- Prep Time
- 1 lemon
- 4 oz whole-grain crusty bread, roughly torn
- 5 cloves garlic, smashed and peeled, divided
- 3 tbsp chopped fresh flat-leaf parsley
- 2 tbsp chopped fresh chives, divided
- 2 tsp chopped fresh sage + 1 whole sprig, divided
- Leftover garlic-sage oil (from Cauliflower Steaks), divided
- 1/2 tsp sea salt, divided
- 1/2 cup low-sodium chicken or vegetable broth
- 3 tbsp whipping cream (35%)
- Leftover roasted cauliflower florets (from Cauliflower Steaks)
- 4 4-oz skinless cod fillets
- 4 cups lightly packed baby arugula
1. Preheat oven to 350°F. Line a baking sheet with parchment paper; set aside. Zest lemon. Slice half of lemon; juice remaining half of lemon.
2. In a food processor, combine lemon zest, 2 tsp lemon juice, bread, 3 cloves garlic, parsley, 2 tsp chives, chopped sage, 2 tsp garlic-sage oil and 1/4 tsp salt. Pulse until fine crumbs form. Transfer to a small bowl; set aside. Wipe out food processor.

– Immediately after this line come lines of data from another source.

//! Gallery Use Case

use std::sync::Arc;

use kernel::id::GalleryItemId;

use crate::application::common::{Page, optional_text, parse_optional_date};
use crate::application::config::MobileConfig;
use crate::domain::entities::{GalleryItem, NewGalleryItem};
use crate::domain::repository::{GalleryFilter, GalleryRepository};
use crate::domain::value_objects::{MediaKind, MediaUrl};
use crate::error::{MobileError, MobileResult};

/// Create / replace input
#[derive(Debug, Clone, Default)]
pub struct GalleryItemInput {
    pub media_url: String,
    pub media_kind: String,
    pub caption: Option<String>,
    pub album: Option<String>,
    pub taken_on: Option<String>,
}

impl GalleryItemInput {
    fn into_new(self) -> MobileResult<NewGalleryItem> {
        let media_url =
            MediaUrl::new(self.media_url.trim()).map_err(|e| MobileError::invalid("mediaUrl", e))?;
        let media_kind = self
            .media_kind
            .parse::<MediaKind>()
            .map_err(|e| MobileError::invalid("mediaKind", e))?;
        let caption = optional_text("caption", self.caption.as_deref(), 500)?;
        let album = optional_text("album", self.album.as_deref(), 60)?;
        let taken_on = parse_optional_date("takenOn", self.taken_on.as_deref())?;

        Ok(NewGalleryItem {
            media_url,
            media_kind,
            caption,
            album,
            taken_on,
        })
    }
}

/// List input
#[derive(Debug, Clone, Default)]
pub struct GalleryListInput {
    pub album: Option<String>,
    pub media_kind: Option<String>,
    pub limit: Option<i64>,
    pub offset: Option<i64>,
}

/// Gallery use case
pub struct GalleryUseCase<R>
where
    R: GalleryRepository,
{
    repo: Arc<R>,
    config: Arc<MobileConfig>,
}

impl<R> GalleryUseCase<R>
where
    R: GalleryRepository,
{
    pub fn new(repo: Arc<R>, config: Arc<MobileConfig>) -> Self {
        Self { repo, config }
    }

    /// Store a gallery item after checking its media URL
    pub async fn create(&self, input: GalleryItemInput) -> MobileResult<GalleryItem> {
        let new_item = input.into_new()?;
        let item = self.repo.create(&new_item).await?;

        tracing::info!(
            gallery_item_id = %item.id,
            media_kind = %item.media_kind,
            "Gallery item created"
        );

        Ok(item)
    }

    /// List items newest first, optionally by album and media kind
    pub async fn list(&self, input: GalleryListInput) -> MobileResult<Page<GalleryItem>> {
        let media_kind = input
            .media_kind
            .as_deref()
            .map(str::parse::<MediaKind>)
            .transpose()
            .map_err(|e| MobileError::invalid("mediaKind", e))?;
        let album = optional_text("album", input.album.as_deref(), 60)?;

        let page = self.config.page(input.limit, input.offset);
        let items = self
            .repo
            .list(&GalleryFilter { album, media_kind }, page)
            .await?;
        Ok(Page::new(items, page))
    }

    pub async fn get(&self, id: GalleryItemId) -> MobileResult<GalleryItem> {
        self.repo
            .find_by_id(id)
            .await?
            .ok_or_else(|| MobileError::not_found("Gallery item", id))
    }

    pub async fn update(
        &self,
        id: GalleryItemId,
        input: GalleryItemInput,
    ) -> MobileResult<GalleryItem> {
        let new_item = input.into_new()?;
        let item = self
            .repo
            .update(id, &new_item)
            .await?
            .ok_or_else(|| MobileError::not_found("Gallery item", id))?;

        tracing::info!(gallery_item_id = %item.id, "Gallery item updated");

        Ok(item)
    }

    pub async fn delete(&self, id: GalleryItemId) -> MobileResult<()> {
        if !self.repo.delete(id).await? {
            return Err(MobileError::not_found("Gallery item", id));
        }

        tracing::info!(gallery_item_id = %id, "Gallery item deleted");

        Ok(())
    }
}
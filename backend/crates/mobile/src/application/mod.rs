//! Application Layer
//!
//! Use cases and application services.

pub mod calendar;
pub mod circle_type;
pub mod common;
pub mod config;
pub mod expense;
pub mod gallery;

// Re-exports
pub use calendar::{CalendarEventInput, CalendarListInput, CalendarUseCase};
pub use circle_type::{CircleTypeInput, CircleTypeUseCase};
pub use common::Page;
pub use config::MobileConfig;
pub use expense::{ExpenseInput, ExpenseListInput, ExpenseUseCase};
pub use gallery::{GalleryItemInput, GalleryListInput, GalleryUseCase};
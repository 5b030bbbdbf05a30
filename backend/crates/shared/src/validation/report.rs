//! Validation Report
//!
//! Per-field violations collected by a schema check.

use std::borrow::Cow;

use serde::Serialize;

use crate::error::app_error::AppError;

/// Where a field is read from
#[derive(Debug, Clone, Copy, PartialEq, Eq, Hash, Serialize)]
#[serde(rename_all = "lowercase")]
pub enum Location {
    Path,
    Query,
    Body,
}

impl Location {
    pub const fn as_str(&self) -> &'static str {
        match self {
            Self::Path => "path",
            Self::Query => "query",
            Self::Body => "body",
        }
    }
}

impl std::fmt::Display for Location {
    fn fmt(&self, f: &mut std::fmt::Formatter<'_>) -> std::fmt::Result {
        f.write_str(self.as_str())
    }
}

/// One failed rule on one field
#[derive(Debug, Clone, PartialEq, Eq, Serialize)]
pub struct Violation {
    pub location: Location,
    pub field: Cow<'static, str>,
    pub rule: &'static str,
    pub message: Cow<'static, str>,
}

impl Violation {
    pub fn new(
        location: Location,
        field: impl Into<Cow<'static, str>>,
        rule: &'static str,
        message: impl Into<Cow<'static, str>>,
    ) -> Self {
        Self {
            location,
            field: field.into(),
            rule,
            message: message.into(),
        }
    }
}

/// All violations for one request, in schema declaration order
#[derive(Debug, Clone, Default, PartialEq, Eq, Serialize, thiserror::Error)]
#[serde(transparent)]
#[error("request validation failed ({} violations)", .violations.len())]
pub struct ValidationErrors {
    violations: Vec<Violation>,
}

impl ValidationErrors {
    pub fn new() -> Self {
        Self::default()
    }

    pub fn push(&mut self, violation: Violation) {
        self.violations.push(violation);
    }

    pub fn is_empty(&self) -> bool {
        self.violations.is_empty()
    }

    pub fn len(&self) -> usize {
        self.violations.len()
    }

    pub fn violations(&self) -> &[Violation] {
        &self.violations
    }

    /// Distinct field names that failed, in order of first failure
    pub fn fields(&self) -> Vec<&str> {
        let mut fields: Vec<&str> = Vec::new();
        for violation in &self.violations {
            if !fields.contains(&&*violation.field) {
                fields.push(&violation.field);
            }
        }
        fields
    }

    /// Whether `field` failed the rule with code `rule`
    pub fn contains(&self, field: &str, rule: &str) -> bool {
        self.violations
            .iter()
            .any(|v| v.field == field && v.rule == rule)
    }

    /// `Ok(())` when nothing failed
    pub fn into_result(self) -> Result<(), Self> {
        if self.is_empty() { Ok(()) } else { Err(self) }
    }
}

impl From<ValidationErrors> for AppError {
    fn from(errors: ValidationErrors) -> Self {
        let details = serde_json::to_value(&errors).unwrap_or(serde_json::Value::Null);
        AppError::bad_request("Request validation failed")
            .with_action("Fix the listed fields and retry")
            .with_details(details)
    }
}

3. In a large saucepan, combine sage sprig, broth, cream, remaining 2 cloves garlic and 1/8 tsp salt; bring to a boil. Stir in cauliflower florets leftover from our Cauliflower Steaks with Quick-Braised Chard recipe; return to a boil. Reduce heat to a simmer; cook until cauliflower is very tender, about 10 minutes. Discard sage sprig. Transfer mixture to food processor. Add 1 tsp lemon juice and blend until smooth. Wipe out saucepan; scrape mixture back into saucepan. Stir in remaining 4 tsp chives; cover to keep warm.
4. Meanwhile, on prepared sheet, arrange lemon slices in single layer. Arrange fish, 1 inch apart, over top. Press about 1/4 cup bread crumb mixture firmly over top of each fillet. Bake until fish flakes easily when tested with a fork, 10 to 14 minutes.
5. In a large bowl, toss arugula with remaining lemon juice, 2 tsp garlic-sage oil and 1/8 tsp salt. Divide cauliflower mixture among plates. Top with fish and arugula.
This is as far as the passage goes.